“I do,” she says as she throws her arms around my neck. “I do feel the same way. I love you so much, cowboy.”
I pull her in, and when I kiss her, the crowd disappears.
All that’s left is us.
Exactly the way it was meant to be.
6 Months Later…
Maisey
We never did go back to Vegas.
There was a brief conversation about it, since we already had the tickets. But in the end, Travis made a few phone calls and had our winning check mailed to us.
The contest organizers were surprised, and probably pretty disappointed, that we’d made it thirty days. But when we told them that we were in love and were going to stay married, they were very quick to spin it for another PR opportunity.
Not that we cared.
We both just wanted to go home.
Home.
That’s what the ranch had become. And it wasn’t just the little cabin—although we did have a lot of fun in there—it was the people. Anna, Wyatt, Cash, and Kali had become the family I always wished I had. Kali and Anna were the sisters I’d always wished I had. There was no competition. No evil plotting or backstabbing.
Only support, love, and laughter.
I still talked to my dad a lot; he was surprised and upset to hear how poorly I’d always been treated by Patty, but apparently, karma had already served up justice to my stepsister. Only a few weeks into her marriage, Carter left her for another woman, and they were filing for divorce.
Dad was planning to come visit soon, especially now that his first grandchild was on the way.
We hadn’t planned it, but I guess it was inevitable, considering the amount of time my husband and I spent in bed. And I hadn’t bothered to refill my birth control prescription.
Life has settled into a comfortable rhythm at the ranch. I spent my days painting and exploring the ranch. I helped Anna with the baby, and of course, Kali and Cash’s new little one, who’d arrived a few months ago.

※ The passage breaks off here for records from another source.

//! Anthropic streaming client.
//!
//! Implements [`LlmClient`] for Anthropic's messages API: one POST, a
//! server-sent-event response, and content-block reassembly into a final
//! `ResponseReady` event.

use std::collections::VecDeque;
use std::time::Duration;

use async_trait::async_trait;
use futures::stream::BoxStream;
use futures::StreamExt;
use reqwest::Client;
use serde::Deserialize;
use tokio_util::sync::CancellationToken;
use tracing::{debug, warn};

use crate::error::{Result, SaberError};
use crate::llm::sse::{SseDecoder, SseRecord};
use crate::llm::stream::StreamAdapter;
use crate::llm::types::MessageRequest;
use crate::llm::{ClientEvent, LlmClient};

/// Anthropic API base URL.
const ANTHROPIC_BASE_URL: &str = "https://api.anthropic.com";

/// Anthropic API version header.
const ANTHROPIC_VERSION: &str = "2023-06-01";

/// Anthropic streaming LLM client.
#[derive(Debug, Clone)]
pub struct AnthropicClient {
    api_key: String,
    base_url: String,
    client: Client,
}

impl AnthropicClient {
    /// Creates a client against the production API with no request timeout;
    /// streams run as long as the provider keeps sending.
    pub fn new(api_key: impl Into<String>) -> Self {
        Self {
            api_key: api_key.into(),
            base_url: ANTHROPIC_BASE_URL.to_string(),
            client: Client::new(),
        }
    }

    /// Overrides the API base URL (for proxies and tests).
    pub fn with_base_url(mut self, base_url: impl Into<String>) -> Self {
        self.base_url = base_url.into();
        self
    }

    /// Applies a whole-request timeout.
    pub fn with_timeout(mut self, timeout: Duration) -> Result<Self> {
        self.client = Client::builder()
            .timeout(timeout)
            .build()
            .map_err(|e| SaberError::llm(format!("Failed to create HTTP client: {e}")))?;
        Ok(self)
    }

    /// Parses a non-2xx API response into a typed error.
    fn parse_error(status: reqwest::StatusCode, body: &str) -> SaberError {
        if status == reqwest::StatusCode::UNAUTHORIZED {
            return SaberError::llm("Authentication failed. Check your ANTHROPIC_API_KEY.");
        }

        if status == reqwest::StatusCode::TOO_MANY_REQUESTS {
            return SaberError::llm("Rate limited. Please wait and try again.");
        }

        if status.as_u16() == 529 {
            return SaberError::llm("Anthropic API is overloaded. Please try again later.");
        }

        if let Ok(error_response) = serde_json::from_str::<AnthropicErrorResponse>(body) {
            return SaberError::llm(format!(
                "Anthropic API error: {}",
                error_response.error.message
            ));
        }

        SaberError::llm(format!("Anthropic API error ({status}): {body}"))
    }
}

#[async_trait]
impl LlmClient for AnthropicClient {
    async fn create_message_stream(
        &self,
        mut request: MessageRequest,
        cancel: CancellationToken,
    ) -> Result<BoxStream<'static, Result<ClientEvent>>> {
        // Streaming is the only mode this client speaks.
        request.stream = true;

        let url = format!("{}/v1/messages", self.base_url);
        let response = self
            .client
            .post(&url)
            .header("x-api-key", &self.api_key)
            .header("anthropic-version", ANTHROPIC_VERSION)
            .header("content-type", "application/json")
            .json(&request)
            .send()
            .await
            .map_err(|e| {
                if e.is_timeout() {
                    SaberError::llm("Request timed out. Try again.")
                } else if e.is_connect() {
                    SaberError::llm("Failed to connect to Anthropic API. Check your network.")
                } else {
                    SaberError::llm(format!("Request failed: {e}"))
                }
            })?;

        let status = response.status();
        if !status.is_success() {
            let body = response
                .text()
                .await
                .unwrap_or_else(|_| "Unknown error".to_string());
            return Err(Self::parse_error(status, &body));
        }

        debug!(model = %request.model, "Anthropic stream opened");

        let bytes = response
            .bytes_stream()
            .map(|chunk| chunk.map(|b| b.to_vec()))
            .boxed();

        let state = StreamState {
            bytes,
            decoder: SseDecoder::new(),
            adapter: StreamAdapter::new(),
            pending: VecDeque::new(),
            cancel,
            done: false,
        };

        Ok(futures::stream::unfold(state, next_event).boxed())
    }
}

struct StreamState {
    bytes: BoxStream<'static, reqwest::Result<Vec<u8>>>,
    decoder: SseDecoder,
    adapter: StreamAdapter,
    pending: VecDeque<Result<ClientEvent>>,
    cancel: CancellationToken,
    done: bool,
}

/// Drives the byte stream forward until an event is available. The
/// cancellation token is checked between chunks; once set, the stream ends
/// without a `ResponseReady`.
async fn next_event(mut state: StreamState) -> Option<(Result<ClientEvent>, StreamState)> {
    loop {
        if let Some(event) = state.pending.pop_front() {
            if event.is_err() {
                state.done = true;
            }
            return Some((event, state));
        }

        if state.done || state.cancel.is_cancelled() {
            return None;
        }

        match state.bytes.next().await {
            Some(Ok(chunk)) => {
                for record in state.decoder.feed(&chunk) {
                    match process_record(&mut state.adapter, &record) {
                        Ok(events) => state.pending.extend(events.into_iter().map(Ok)),
                        Err(e) => {
                            state.pending.push_back(Err(e));
                            break;
                        }
                    }
                }
            }
            Some(Err(e)) => {
                state
                    .pending
                    .push_back(Err(SaberError::llm(format!("Stream error: {e}"))));
            }
            None => {
                state.done = true;
                if !state.adapter.message_stopped() && !state.cancel.is_cancelled() {
                    return Some((
                        Err(SaberError::llm("Stream ended before message_stop")),
                        state,
                    ));
                }
                return None;
            }
        }
    }
}

/// Routes one SSE record through the adapter. Records with undecodable JSON
/// payloads are logged and skipped, matching the provider contract that
/// unknown events must be tolerated.
fn process_record(adapter: &mut StreamAdapter, record: &SseRecord) -> Result<Vec<ClientEvent>> {
    let data: serde_json::Value = match serde_json::from_str(&record.data) {
        Ok(value) => value,
        Err(e) => {
            if record.event == "error" {
                return Err(SaberError::llm("Stream error with invalid JSON"));
            }
            warn!(event = %record.event, "Failed to parse stream data: {e}");
            return Ok(Vec::new());
        }
    };

    let event_type = if record.event.is_empty() {
        data["type"].as_str().unwrap_or_default().to_string()
    } else {
        record.event.clone()
    };

    adapter.handle_event(&event_type, &data)
}

#[derive(Debug, Deserialize)]
struct AnthropicErrorResponse {
    error: AnthropicError,
}

#[derive(Debug, Deserialize)]
struct AnthropicError {
    message: String,
}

Sitting on the porch now, my brush in hand and my easel propped up on the railing, I’ve been trying to capture the beauty of the sun setting behind the mountains, but I keep getting distracted by my thoughts and how lucky I am.
I never could have expected that walking into that bar all those months ago would lead to this.
Occasionally, I think I should send Patty a thank-you note for signing me up for that silly contest. But ultimately, I know it’s best to have that kind of toxic energy out of my life for good.
I dip the brush into the watery mixture of pink and purple paint and use light, feathery strokes on the canvas.
Travis had been so concerned that I’d give up my dreams to work in a prestigious art gallery in Toronto, but what he didn’t realize was that it was never my dream. It was only a means to a paycheck.
Painting was always the dream. And now, not only am I living that dream life, but it’s so much better than I could have imagined because of the man I’m sharing it with.
I sell my pieces locally now. Rock Creek has a booming tourism industry, and visitors are more than happy to take a piece of the mountains home with them to hang on their walls.
More and more, I’m getting commissions for bigger pieces to hang locally as well.
It’s not much, but it’s enough that I’ve started to think a bit bigger, too. Maybe an online gallery where I can ship internationally?
Travis encourages it, but he doesn’t push. As long as I’m happy, he’s happy. Plus, he’s working on building me a proper studio space in our new home.
We’re very quickly going to outgrow our little cabin, and as much as I love the cozy space where our love story got its start, we will need a proper house very soon.
It’s a good thing my husband has a lot more money than he ever let on. I had no idea that rodeo wins paid so much and that my husband was such a decorated bronc rider. He also never spent any of his winnings over the years, turning them into investments, most of which were lucrative enough that we’re looking at buying our own plot of land now.